• Task to carry out
Only the lines from the start of the entries through the line with "pub mod user;" are wanted; please output them exactly.

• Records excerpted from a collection
-- Opening Marker --

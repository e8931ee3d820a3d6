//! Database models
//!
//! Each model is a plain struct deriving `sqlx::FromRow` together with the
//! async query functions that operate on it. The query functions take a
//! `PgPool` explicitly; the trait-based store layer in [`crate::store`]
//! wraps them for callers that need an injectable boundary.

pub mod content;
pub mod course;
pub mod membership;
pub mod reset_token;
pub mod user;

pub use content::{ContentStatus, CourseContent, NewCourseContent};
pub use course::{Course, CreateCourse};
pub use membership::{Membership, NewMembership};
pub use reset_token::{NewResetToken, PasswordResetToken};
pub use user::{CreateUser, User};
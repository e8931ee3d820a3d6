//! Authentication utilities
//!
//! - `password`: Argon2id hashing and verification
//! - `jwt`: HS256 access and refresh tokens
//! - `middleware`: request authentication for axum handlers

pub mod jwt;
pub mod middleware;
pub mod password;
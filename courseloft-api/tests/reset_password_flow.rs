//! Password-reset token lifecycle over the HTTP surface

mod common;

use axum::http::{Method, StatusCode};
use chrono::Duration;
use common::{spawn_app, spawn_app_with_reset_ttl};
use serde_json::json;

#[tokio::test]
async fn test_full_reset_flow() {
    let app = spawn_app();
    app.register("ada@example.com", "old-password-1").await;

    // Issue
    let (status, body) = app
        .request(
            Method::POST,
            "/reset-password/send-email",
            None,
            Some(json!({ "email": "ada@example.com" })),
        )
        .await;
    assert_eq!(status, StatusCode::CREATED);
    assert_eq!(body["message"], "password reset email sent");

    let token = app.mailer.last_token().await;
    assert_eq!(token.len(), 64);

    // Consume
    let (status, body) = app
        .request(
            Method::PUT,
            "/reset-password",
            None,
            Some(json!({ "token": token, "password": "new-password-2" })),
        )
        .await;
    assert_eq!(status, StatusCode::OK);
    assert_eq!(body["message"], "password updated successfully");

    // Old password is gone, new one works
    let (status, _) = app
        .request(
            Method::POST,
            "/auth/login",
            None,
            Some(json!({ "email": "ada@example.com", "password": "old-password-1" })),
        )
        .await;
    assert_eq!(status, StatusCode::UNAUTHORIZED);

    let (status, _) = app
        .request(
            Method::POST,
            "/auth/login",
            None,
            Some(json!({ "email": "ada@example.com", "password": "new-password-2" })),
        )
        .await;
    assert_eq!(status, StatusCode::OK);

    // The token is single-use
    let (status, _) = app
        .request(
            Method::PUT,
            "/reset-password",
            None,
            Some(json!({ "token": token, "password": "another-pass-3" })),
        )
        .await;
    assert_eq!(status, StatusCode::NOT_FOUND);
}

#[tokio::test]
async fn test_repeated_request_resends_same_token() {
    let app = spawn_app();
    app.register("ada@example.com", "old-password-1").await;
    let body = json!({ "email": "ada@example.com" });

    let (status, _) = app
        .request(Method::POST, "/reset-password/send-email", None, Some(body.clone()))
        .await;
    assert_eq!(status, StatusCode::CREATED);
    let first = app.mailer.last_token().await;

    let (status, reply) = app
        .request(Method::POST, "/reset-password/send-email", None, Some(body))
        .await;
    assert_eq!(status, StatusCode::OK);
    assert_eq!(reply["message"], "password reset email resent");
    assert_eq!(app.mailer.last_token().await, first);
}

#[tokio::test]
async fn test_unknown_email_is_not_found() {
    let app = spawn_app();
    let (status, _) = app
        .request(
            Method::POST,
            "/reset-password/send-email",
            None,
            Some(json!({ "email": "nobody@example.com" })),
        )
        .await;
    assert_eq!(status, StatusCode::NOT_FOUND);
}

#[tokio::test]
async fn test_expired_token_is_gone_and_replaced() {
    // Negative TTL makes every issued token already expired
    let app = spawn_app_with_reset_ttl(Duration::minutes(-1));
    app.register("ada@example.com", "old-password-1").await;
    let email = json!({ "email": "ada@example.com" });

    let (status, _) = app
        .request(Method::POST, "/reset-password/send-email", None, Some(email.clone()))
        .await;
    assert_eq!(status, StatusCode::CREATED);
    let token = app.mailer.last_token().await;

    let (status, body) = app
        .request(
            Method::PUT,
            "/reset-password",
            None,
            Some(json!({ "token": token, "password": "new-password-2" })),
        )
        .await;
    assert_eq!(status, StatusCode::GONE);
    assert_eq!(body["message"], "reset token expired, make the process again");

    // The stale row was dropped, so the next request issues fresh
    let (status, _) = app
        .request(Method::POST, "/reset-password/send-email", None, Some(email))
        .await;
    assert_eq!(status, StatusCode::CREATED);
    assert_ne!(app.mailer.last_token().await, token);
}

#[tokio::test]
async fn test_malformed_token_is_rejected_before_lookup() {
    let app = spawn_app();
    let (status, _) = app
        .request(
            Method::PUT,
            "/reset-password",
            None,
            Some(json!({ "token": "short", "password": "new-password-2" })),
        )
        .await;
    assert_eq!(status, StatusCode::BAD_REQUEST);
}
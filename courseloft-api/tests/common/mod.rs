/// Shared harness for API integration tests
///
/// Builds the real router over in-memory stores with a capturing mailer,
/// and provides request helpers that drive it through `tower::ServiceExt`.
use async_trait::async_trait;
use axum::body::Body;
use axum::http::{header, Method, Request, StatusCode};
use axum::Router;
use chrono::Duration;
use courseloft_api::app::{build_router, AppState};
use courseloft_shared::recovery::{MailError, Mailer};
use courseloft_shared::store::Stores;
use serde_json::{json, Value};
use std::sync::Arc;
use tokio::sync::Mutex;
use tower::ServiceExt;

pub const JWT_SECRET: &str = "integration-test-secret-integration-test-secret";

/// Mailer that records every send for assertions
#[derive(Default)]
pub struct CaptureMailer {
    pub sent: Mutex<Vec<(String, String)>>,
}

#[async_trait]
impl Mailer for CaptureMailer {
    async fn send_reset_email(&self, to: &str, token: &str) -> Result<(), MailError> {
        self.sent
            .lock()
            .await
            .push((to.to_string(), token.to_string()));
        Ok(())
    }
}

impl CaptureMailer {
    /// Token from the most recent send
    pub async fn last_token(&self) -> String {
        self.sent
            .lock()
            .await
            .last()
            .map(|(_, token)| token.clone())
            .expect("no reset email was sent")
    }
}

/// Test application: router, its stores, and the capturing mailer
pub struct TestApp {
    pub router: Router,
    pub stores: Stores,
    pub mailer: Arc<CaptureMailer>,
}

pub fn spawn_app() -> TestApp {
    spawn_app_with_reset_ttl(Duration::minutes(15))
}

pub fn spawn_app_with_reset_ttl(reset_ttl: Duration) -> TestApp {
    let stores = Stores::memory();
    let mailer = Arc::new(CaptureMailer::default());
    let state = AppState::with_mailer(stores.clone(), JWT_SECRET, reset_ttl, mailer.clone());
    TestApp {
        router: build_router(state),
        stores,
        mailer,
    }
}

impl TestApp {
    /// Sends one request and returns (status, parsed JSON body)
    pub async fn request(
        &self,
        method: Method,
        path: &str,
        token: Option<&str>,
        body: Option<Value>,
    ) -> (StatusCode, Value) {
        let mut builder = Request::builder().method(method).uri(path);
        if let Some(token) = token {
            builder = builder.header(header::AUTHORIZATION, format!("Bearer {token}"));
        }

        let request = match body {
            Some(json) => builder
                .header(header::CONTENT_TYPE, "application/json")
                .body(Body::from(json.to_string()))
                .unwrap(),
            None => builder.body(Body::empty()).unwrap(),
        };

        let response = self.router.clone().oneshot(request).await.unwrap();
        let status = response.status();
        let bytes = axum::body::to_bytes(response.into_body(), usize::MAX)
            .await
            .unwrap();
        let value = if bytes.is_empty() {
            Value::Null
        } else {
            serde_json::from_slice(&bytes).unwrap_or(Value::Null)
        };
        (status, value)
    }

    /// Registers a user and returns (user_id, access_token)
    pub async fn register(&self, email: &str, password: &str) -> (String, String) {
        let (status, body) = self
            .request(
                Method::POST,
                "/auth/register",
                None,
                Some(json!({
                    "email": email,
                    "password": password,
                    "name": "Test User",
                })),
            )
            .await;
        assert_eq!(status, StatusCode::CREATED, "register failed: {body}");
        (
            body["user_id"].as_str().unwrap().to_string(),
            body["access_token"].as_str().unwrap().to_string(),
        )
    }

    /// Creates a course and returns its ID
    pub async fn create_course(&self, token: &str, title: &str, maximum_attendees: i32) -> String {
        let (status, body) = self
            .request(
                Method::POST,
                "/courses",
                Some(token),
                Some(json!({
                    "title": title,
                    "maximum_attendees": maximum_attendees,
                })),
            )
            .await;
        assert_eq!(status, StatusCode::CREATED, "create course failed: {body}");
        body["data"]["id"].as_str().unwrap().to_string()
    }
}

-- Closing Marker --

• Result of the exercise
repository e8931ee3d820a3d6
//! Database models
//!
//! Each model is a plain struct deriving `sqlx::FromRow` together with the
//! async query functions that operate on it. The query functions take a
//! `PgPool` explicitly; the trait-based store layer in [`crate::store`]
//! wraps them for callers that need an injectable boundary.

pub mod content;
pub mod course;
pub mod membership;
pub mod reset_token;
pub mod user;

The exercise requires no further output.